### Assigned task
Beginning with the first line of the data below, extract each line up to and including the one containing "pub enum SessionError". Copy them exactly and add nothing.

Stored data entries:
-- Opening Marker --
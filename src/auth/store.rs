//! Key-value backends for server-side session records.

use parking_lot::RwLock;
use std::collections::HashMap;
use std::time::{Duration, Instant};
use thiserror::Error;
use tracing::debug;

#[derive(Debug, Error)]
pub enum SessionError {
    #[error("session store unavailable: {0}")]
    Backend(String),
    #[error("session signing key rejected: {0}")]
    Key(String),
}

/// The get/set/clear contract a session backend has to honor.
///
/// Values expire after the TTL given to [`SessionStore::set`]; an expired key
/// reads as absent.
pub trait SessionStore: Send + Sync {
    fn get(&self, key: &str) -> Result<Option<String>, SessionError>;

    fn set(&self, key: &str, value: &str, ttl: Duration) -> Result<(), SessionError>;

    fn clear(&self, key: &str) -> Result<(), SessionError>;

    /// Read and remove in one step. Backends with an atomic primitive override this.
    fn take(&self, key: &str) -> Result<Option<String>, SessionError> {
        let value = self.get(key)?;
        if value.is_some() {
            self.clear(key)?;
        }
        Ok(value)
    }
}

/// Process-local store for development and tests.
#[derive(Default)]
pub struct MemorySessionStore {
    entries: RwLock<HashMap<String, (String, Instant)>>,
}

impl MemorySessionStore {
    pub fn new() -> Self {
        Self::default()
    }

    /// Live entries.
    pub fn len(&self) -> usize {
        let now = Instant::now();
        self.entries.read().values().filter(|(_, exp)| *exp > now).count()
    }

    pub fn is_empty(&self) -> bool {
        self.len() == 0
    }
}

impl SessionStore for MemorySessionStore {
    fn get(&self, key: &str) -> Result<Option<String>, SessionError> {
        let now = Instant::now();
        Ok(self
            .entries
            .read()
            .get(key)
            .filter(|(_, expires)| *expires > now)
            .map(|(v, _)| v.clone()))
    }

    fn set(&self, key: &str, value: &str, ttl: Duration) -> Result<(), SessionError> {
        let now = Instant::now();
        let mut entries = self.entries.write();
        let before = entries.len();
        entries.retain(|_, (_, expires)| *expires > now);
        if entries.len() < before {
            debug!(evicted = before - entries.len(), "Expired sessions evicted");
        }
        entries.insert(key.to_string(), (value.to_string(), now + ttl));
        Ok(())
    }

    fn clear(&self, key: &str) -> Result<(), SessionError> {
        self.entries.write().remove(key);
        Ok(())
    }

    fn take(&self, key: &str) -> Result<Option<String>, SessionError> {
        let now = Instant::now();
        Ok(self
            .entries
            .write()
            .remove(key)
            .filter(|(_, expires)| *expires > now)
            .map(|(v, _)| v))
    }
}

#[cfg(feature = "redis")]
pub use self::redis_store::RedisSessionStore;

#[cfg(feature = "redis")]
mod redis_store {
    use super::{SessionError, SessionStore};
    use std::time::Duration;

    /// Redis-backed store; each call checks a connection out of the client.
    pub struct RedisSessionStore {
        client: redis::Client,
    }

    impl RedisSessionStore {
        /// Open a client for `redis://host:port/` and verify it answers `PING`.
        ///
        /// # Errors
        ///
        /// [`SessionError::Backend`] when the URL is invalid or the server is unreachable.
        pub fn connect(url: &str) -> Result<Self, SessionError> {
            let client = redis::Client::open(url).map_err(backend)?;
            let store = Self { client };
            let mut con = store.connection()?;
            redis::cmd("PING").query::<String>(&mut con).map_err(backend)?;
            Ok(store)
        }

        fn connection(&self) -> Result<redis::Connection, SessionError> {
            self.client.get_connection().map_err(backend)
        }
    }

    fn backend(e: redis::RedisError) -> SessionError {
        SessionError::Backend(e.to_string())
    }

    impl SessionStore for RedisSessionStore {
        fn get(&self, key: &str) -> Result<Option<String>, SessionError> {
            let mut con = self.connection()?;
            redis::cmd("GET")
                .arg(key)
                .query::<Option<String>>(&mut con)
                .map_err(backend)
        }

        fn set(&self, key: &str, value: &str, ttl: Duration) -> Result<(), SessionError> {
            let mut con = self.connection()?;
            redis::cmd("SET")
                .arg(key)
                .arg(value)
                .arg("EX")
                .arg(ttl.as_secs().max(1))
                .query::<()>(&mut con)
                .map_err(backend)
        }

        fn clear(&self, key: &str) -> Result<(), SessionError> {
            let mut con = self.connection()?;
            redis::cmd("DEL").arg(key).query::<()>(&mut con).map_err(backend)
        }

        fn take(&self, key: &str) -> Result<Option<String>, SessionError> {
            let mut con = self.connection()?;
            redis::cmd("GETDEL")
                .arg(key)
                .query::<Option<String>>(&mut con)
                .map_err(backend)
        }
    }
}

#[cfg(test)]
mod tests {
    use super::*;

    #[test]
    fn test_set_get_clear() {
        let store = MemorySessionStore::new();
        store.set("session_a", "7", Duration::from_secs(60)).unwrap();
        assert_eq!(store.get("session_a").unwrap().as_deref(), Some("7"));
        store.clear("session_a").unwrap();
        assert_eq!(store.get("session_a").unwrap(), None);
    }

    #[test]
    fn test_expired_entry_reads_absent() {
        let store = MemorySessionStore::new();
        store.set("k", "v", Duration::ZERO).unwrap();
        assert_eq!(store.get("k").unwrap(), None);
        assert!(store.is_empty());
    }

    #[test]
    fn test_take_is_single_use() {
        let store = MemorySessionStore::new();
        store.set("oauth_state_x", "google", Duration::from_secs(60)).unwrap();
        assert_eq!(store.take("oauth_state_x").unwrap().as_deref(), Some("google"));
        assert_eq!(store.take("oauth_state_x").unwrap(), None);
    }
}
-- Closing Marker --
### Result
filename src/auth/store.rs
//! Key-value backends for server-side session records.

use parking_lot::RwLock;
use std::collections::HashMap;
use std::time::{Duration, Instant};
use thiserror::Error;
use tracing::debug;

#[derive(Debug, Error)]
pub enum SessionError {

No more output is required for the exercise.